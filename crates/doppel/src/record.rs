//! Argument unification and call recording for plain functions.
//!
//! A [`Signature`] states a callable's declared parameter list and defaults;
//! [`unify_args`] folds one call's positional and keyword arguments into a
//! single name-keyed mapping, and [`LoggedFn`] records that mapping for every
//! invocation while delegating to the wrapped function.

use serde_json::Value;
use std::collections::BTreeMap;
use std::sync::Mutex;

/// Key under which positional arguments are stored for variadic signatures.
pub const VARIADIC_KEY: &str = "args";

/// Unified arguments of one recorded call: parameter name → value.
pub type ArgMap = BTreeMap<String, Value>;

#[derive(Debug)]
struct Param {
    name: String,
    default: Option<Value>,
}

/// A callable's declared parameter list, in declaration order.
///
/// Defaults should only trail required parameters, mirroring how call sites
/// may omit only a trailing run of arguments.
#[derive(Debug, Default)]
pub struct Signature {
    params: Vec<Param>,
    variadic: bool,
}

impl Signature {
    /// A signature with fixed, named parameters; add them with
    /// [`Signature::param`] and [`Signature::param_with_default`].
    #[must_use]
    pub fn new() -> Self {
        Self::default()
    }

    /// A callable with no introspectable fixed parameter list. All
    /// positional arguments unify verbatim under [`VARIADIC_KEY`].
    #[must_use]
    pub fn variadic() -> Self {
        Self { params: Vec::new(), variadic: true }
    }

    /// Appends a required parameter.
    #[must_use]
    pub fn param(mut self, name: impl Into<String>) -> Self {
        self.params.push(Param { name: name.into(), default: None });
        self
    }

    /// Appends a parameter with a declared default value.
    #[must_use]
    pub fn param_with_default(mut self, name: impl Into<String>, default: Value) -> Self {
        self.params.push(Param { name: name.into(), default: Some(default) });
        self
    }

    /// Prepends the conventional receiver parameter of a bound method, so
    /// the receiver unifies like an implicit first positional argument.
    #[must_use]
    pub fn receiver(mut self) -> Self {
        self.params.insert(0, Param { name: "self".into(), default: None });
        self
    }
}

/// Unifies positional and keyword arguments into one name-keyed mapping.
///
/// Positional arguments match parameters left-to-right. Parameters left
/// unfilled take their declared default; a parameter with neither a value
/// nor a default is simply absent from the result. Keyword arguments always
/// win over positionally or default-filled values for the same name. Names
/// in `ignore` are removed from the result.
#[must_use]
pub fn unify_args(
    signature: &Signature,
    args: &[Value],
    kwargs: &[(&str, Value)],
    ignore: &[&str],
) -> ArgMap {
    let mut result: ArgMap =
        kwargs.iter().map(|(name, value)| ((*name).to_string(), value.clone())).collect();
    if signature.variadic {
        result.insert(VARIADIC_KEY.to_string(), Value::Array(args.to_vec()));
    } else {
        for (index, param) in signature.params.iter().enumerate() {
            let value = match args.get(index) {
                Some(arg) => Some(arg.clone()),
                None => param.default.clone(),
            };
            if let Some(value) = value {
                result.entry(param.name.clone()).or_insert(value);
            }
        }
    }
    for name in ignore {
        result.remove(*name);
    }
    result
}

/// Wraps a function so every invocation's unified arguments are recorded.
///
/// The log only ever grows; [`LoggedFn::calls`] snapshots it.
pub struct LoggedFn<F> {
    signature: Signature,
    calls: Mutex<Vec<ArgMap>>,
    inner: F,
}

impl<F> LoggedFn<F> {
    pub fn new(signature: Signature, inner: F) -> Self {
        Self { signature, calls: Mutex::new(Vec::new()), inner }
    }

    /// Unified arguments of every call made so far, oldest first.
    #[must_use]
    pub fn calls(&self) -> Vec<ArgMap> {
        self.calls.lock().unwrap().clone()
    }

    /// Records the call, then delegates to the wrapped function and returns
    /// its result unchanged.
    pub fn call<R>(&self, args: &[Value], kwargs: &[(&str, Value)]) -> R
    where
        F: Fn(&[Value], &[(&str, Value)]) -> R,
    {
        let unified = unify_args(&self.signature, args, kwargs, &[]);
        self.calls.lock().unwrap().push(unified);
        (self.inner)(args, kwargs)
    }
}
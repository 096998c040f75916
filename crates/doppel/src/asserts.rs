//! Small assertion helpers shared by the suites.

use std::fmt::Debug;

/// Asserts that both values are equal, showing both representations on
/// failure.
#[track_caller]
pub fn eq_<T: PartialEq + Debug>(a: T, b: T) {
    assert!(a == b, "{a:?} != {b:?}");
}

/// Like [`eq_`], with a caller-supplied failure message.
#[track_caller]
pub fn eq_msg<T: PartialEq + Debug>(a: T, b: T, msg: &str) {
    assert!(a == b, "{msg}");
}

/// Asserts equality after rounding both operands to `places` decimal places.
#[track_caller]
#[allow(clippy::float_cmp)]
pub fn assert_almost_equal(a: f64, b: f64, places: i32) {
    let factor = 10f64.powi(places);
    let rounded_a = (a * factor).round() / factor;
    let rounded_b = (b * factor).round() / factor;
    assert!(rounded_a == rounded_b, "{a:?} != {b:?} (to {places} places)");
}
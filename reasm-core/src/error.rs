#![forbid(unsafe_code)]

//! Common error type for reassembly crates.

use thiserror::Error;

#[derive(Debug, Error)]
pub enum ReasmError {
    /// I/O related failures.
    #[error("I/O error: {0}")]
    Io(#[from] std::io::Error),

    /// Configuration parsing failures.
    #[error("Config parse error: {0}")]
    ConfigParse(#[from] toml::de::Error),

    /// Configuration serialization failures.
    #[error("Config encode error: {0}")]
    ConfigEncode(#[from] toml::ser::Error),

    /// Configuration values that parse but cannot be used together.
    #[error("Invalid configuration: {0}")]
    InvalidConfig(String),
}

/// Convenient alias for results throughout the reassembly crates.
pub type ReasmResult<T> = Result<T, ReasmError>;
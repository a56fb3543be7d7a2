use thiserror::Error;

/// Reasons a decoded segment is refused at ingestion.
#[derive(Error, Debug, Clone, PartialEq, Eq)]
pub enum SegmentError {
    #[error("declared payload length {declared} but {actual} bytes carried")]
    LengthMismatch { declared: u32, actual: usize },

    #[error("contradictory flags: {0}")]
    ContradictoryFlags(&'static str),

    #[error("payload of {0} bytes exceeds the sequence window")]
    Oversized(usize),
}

• **EXERCISE BRIEF**
What lines above hold the word "Mutex"? Pull each one out.

• **ANSWER SPACE**
use std::sync::Mutex;
    calls: Mutex<Vec<ArgMap>>,
        Self { signature, calls: Mutex::new(Vec::new()), inner }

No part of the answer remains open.